Work order: Report every line of the data where the string "generation" appears.
--- Information provided Enclosed Below ---
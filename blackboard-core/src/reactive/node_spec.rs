//! Node Specs
//!
//! A [`NodeSpec`] describes a node before it exists: its kind and, for
//! inputs and constants, the value it starts with.

use std::sync::Arc;

use super::rule::{TriggerRule, ValueRule};
use crate::graph::NodeKind;
use crate::types::{DataType, Value};

/// Blueprint passed to [`crate::Engine::create_node`].
#[derive(Debug, Clone)]
pub struct NodeSpec {
    kind: NodeKind,
    initial: Option<Value>,
}

impl NodeSpec {
    /// An unset input of the given type.
    pub fn input(data_type: DataType) -> Self {
        Self {
            kind: NodeKind::Input { data_type },
            initial: None,
        }
    }

    /// An input starting at `value`.
    pub fn input_with(value: Value) -> Self {
        Self {
            kind: NodeKind::Input {
                data_type: value.data_type(),
            },
            initial: Some(value),
        }
    }

    pub fn constant(value: Value) -> Self {
        Self {
            kind: NodeKind::Constant,
            initial: Some(value),
        }
    }

    /// A formula producing `data_type`. Its first value is computed when the
    /// node is created.
    pub fn formula(data_type: DataType, rule: Arc<dyn ValueRule>) -> Self {
        Self {
            kind: NodeKind::Formula { data_type, rule },
            initial: None,
        }
    }

    pub fn trigger_input() -> Self {
        Self {
            kind: NodeKind::TriggerInput,
            initial: None,
        }
    }

    pub fn trigger(rule: Arc<dyn TriggerRule>) -> Self {
        Self {
            kind: NodeKind::Trigger { rule },
            initial: None,
        }
    }

    /// Seed a value. For formulas this is the value held until the first
    /// successful recompute.
    pub fn with_value(mut self, value: Value) -> Self {
        self.initial = Some(value);
        self
    }

    pub fn kind(&self) -> &NodeKind {
        &self.kind
    }

    pub fn initial(&self) -> Option<&Value> {
        self.initial.as_ref()
    }

    pub(crate) fn into_parts(self) -> (NodeKind, Option<Value>) {
        (self.kind, self.initial)
    }
}
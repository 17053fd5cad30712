//! Node Arena
//!
//! Nodes live in a dense vector of slots. A freed slot bumps its generation
//! before reuse, which is what keeps stale [`NodeId`]s from aliasing.

use super::node::{Node, NodeId};
use crate::error::{GraphError, Result};

#[derive(Debug, Clone, Default)]
struct Slot {
    generation: u32,
    node: Option<Node>,
}

/// Dense storage for graph nodes.
#[derive(Debug, Clone, Default)]
pub struct NodeStore {
    slots: Vec<Slot>,
    free: Vec<u32>,
    live: usize,
}

impl NodeStore {
    /// An empty store.
    pub fn new() -> Self {
        Self::default()
    }

    /// Store a node, reusing a freed slot when there is one.
    pub fn insert(&mut self, node: Node) -> NodeId {
        self.live += 1;
        if let Some(index) = self.free.pop() {
            let slot = &mut self.slots[index as usize];
            slot.node = Some(node);
            return NodeId::new(index, slot.generation);
        }
        let index = self.slots.len() as u32;
        self.slots.push(Slot {
            generation: 0,
            node: Some(node),
        });
        NodeId::new(index, 0)
    }

    /// Take a node out and retire its id.
    pub fn remove(&mut self, id: NodeId) -> Result<Node> {
        let slot = self
            .slots
            .get_mut(id.index())
            .filter(|slot| slot.generation == id.generation())
            .ok_or(GraphError::UnknownNode(id))?;
        let node = slot.node.take().ok_or(GraphError::UnknownNode(id))?;
        slot.generation = slot.generation.wrapping_add(1);
        self.free.push(id.index() as u32);
        self.live -= 1;
        Ok(node)
    }

    /// Look up a live node.
    pub fn get(&self, id: NodeId) -> Result<&Node> {
        self.slots
            .get(id.index())
            .filter(|slot| slot.generation == id.generation())
            .and_then(|slot| slot.node.as_ref())
            .ok_or(GraphError::UnknownNode(id))
    }

    /// Look up a live node for mutation.
    pub fn get_mut(&mut self, id: NodeId) -> Result<&mut Node> {
        self.slots
            .get_mut(id.index())
            .filter(|slot| slot.generation == id.generation())
            .and_then(|slot| slot.node.as_mut())
            .ok_or(GraphError::UnknownNode(id))
    }

    /// Whether `id` names a live node.
    pub fn contains(&self, id: NodeId) -> bool {
        self.get(id).is_ok()
    }

    /// Number of live nodes.
    pub fn len(&self) -> usize {
        self.live
    }

    /// Whether no node is live.
    pub fn is_empty(&self) -> bool {
        self.live == 0
    }

    /// Live nodes in slot order.
    pub fn iter(&self) -> impl Iterator<Item = (NodeId, &Node)> {
        self.slots.iter().enumerate().filter_map(|(index, slot)| {
            slot.node
                .as_ref()
                .map(|node| (NodeId::new(index as u32, slot.generation), node))
        })
    }
}

#[cfg(test)]
mod tests {
    use super::*;
    use crate::graph::NodeKind;

    fn trigger() -> Node {
        Node::new(NodeKind::TriggerInput, &[], None)
    }

    #[test]
    fn insert_and_remove() {
        let mut store = NodeStore::new();
        let a = store.insert(trigger());
        let b = store.insert(trigger());
        assert_eq!(store.len(), 2);

        store.remove(a).unwrap();
        assert_eq!(store.len(), 1);
        assert!(store.get(a).is_err());
        assert!(store.get(b).is_ok());
    }

    #[test]
    fn reused_slot_rejects_stale_id() {
        let mut store = NodeStore::new();
        let a = store.insert(trigger());
        store.remove(a).unwrap();

        let b = store.insert(trigger());
        assert_eq!(a.index(), b.index());
        assert_ne!(a, b);
        assert_eq!(store.get(a).unwrap_err(), GraphError::UnknownNode(a));
        assert!(store.remove(a).is_err());
        assert!(store.contains(b));
    }

    #[test]
    fn iter_skips_free_slots() {
        let mut store = NodeStore::new();
        let a = store.insert(trigger());
        let b = store.insert(trigger());
        let c = store.insert(trigger());
        store.remove(b).unwrap();

        let ids: Vec<_> = store.iter().map(|(id, _)| id).collect();
        assert_eq!(ids, vec![a, c]);
    }
}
--- End of Enclosed Information provided ---
Written response:
//! Nodes live in a dense vector of slots. A freed slot bumps its generation
    generation: u32,
            return NodeId::new(index, slot.generation);
            generation: 0,
            .filter(|slot| slot.generation == id.generation())
        slot.generation = slot.generation.wrapping_add(1);
            .filter(|slot| slot.generation == id.generation())
            .filter(|slot| slot.generation == id.generation())
                .map(|node| (NodeId::new(index as u32, slot.generation), node))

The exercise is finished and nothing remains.